#### Assignment:
The output is the line holding "pub fn ledger(err: LedgerError)" and all lines after it to the end of the records below; restate them unchanged and add nothing.

====== Listed records ======

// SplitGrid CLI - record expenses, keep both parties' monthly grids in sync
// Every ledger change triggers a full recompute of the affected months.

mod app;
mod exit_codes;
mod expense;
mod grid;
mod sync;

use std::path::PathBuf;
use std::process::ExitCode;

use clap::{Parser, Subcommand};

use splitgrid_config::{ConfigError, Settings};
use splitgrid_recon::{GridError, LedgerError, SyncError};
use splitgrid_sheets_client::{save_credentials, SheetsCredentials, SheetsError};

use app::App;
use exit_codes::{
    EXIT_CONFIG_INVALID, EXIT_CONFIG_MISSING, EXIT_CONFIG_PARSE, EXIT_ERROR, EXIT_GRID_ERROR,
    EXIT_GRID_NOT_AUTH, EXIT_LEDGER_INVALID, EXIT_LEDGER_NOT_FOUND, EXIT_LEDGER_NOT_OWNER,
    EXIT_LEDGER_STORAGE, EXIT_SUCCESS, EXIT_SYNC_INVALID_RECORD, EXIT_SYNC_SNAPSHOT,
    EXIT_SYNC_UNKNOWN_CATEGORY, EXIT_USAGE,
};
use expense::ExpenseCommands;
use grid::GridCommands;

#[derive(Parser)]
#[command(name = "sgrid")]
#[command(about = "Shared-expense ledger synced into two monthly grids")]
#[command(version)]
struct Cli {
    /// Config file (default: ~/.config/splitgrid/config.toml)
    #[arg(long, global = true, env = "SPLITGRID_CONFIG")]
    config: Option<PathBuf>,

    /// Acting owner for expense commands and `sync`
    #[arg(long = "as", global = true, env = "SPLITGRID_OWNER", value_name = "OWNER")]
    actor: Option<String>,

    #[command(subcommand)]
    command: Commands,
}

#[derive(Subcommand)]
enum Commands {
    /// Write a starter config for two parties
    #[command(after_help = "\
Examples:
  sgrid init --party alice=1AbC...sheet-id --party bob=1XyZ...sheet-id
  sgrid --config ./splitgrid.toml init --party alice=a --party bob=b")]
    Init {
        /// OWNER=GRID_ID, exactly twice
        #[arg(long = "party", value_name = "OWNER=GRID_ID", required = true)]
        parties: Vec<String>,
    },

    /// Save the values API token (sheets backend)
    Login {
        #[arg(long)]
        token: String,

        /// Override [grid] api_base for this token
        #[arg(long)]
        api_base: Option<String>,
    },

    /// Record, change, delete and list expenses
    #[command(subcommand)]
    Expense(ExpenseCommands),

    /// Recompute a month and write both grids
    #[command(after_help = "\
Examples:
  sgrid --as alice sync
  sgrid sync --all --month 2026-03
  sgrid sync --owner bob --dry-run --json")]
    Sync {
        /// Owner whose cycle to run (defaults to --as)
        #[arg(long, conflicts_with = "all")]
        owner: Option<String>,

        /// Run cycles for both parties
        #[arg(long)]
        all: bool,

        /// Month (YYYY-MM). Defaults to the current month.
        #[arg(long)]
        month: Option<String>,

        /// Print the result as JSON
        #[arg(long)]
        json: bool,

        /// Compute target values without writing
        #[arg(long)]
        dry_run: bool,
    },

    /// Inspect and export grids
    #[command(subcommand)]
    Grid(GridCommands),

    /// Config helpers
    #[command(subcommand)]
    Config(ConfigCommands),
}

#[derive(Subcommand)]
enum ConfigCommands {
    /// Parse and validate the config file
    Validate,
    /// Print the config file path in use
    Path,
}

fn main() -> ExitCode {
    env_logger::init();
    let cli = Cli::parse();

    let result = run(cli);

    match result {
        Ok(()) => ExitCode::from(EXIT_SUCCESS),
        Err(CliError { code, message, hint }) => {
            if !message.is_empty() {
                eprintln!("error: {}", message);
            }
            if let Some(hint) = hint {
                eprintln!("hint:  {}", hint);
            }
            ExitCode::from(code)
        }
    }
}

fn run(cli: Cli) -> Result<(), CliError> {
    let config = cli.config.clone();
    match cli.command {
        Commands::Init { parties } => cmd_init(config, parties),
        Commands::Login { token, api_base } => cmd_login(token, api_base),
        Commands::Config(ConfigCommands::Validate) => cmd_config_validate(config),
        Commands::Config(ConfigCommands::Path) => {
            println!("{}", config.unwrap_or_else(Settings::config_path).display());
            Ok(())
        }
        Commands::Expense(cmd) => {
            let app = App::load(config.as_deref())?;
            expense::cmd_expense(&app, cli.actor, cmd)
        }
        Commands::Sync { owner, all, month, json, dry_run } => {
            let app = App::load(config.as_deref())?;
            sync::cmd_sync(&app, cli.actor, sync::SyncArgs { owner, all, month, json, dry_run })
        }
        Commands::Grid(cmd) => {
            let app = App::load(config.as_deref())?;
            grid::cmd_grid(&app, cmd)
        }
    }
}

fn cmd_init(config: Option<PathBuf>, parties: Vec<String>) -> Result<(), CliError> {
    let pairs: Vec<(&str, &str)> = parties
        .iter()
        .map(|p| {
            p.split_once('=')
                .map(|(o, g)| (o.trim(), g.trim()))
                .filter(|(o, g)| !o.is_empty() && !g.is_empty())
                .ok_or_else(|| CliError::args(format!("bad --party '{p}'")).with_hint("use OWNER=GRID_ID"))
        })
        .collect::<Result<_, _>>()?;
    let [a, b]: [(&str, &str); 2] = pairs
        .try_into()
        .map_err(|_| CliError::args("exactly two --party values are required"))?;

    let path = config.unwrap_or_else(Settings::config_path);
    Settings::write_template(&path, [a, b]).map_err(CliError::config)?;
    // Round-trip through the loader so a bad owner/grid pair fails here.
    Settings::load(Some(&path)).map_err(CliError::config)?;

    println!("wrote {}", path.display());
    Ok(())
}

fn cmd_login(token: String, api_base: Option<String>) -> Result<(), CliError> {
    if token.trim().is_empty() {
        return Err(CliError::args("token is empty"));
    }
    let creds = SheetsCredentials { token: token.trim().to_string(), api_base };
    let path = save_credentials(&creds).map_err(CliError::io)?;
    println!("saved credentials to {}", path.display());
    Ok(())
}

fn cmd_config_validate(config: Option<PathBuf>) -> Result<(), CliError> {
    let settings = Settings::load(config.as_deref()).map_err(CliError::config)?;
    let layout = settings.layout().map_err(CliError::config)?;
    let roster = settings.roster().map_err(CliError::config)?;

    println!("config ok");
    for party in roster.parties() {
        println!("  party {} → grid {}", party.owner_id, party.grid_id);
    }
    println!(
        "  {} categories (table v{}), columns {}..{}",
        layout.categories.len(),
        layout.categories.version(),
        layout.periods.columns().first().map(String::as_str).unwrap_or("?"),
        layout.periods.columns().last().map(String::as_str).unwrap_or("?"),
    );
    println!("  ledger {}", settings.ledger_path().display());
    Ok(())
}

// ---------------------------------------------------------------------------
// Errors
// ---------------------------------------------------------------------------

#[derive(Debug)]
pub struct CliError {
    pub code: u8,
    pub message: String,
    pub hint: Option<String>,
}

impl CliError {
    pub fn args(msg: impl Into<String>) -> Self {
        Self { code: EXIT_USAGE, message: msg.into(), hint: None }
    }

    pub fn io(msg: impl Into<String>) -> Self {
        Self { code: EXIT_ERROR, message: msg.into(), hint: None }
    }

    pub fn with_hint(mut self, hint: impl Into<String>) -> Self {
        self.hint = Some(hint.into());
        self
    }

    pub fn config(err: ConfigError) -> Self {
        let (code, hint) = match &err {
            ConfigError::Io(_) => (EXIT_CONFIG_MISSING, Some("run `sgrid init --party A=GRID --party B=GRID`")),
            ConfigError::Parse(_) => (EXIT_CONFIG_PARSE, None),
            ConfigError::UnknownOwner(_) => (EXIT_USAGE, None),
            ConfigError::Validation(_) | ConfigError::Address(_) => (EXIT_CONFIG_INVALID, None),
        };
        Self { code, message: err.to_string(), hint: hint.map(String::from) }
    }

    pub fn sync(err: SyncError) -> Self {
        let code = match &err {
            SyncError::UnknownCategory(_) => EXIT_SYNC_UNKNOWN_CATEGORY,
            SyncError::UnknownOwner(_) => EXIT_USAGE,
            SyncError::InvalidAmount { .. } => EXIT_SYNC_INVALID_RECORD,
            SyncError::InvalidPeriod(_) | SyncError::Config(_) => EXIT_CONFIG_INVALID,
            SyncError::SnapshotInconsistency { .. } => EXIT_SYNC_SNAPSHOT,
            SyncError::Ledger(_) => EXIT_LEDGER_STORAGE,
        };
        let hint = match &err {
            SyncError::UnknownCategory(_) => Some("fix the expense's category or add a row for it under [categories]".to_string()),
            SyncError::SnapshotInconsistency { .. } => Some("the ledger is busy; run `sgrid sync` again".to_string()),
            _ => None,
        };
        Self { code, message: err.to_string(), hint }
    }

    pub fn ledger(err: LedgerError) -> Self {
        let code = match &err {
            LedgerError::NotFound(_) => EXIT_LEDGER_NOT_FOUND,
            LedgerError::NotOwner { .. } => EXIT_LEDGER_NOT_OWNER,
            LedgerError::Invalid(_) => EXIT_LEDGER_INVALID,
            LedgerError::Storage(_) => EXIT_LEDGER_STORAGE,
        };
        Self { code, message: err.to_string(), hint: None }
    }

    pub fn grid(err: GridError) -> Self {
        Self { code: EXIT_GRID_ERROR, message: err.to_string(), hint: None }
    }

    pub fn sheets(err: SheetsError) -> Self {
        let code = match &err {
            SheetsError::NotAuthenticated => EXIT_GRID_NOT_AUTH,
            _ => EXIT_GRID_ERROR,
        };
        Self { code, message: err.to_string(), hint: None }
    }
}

======

#### Task response:
    pub fn ledger(err: LedgerError) -> Self {
        let code = match &err {
            LedgerError::NotFound(_) => EXIT_LEDGER_NOT_FOUND,
            LedgerError::NotOwner { .. } => EXIT_LEDGER_NOT_OWNER,
            LedgerError::Invalid(_) => EXIT_LEDGER_INVALID,
            LedgerError::Storage(_) => EXIT_LEDGER_STORAGE,
        };
        Self { code, message: err.to_string(), hint: None }
    }

    pub fn grid(err: GridError) -> Self {
        Self { code: EXIT_GRID_ERROR, message: err.to_string(), hint: None }
    }

    pub fn sheets(err: SheetsError) -> Self {
        let code = match &err {
            SheetsError::NotAuthenticated => EXIT_GRID_NOT_AUTH,
            _ => EXIT_GRID_ERROR,
        };
        Self { code, message: err.to_string(), hint: None }
    }
}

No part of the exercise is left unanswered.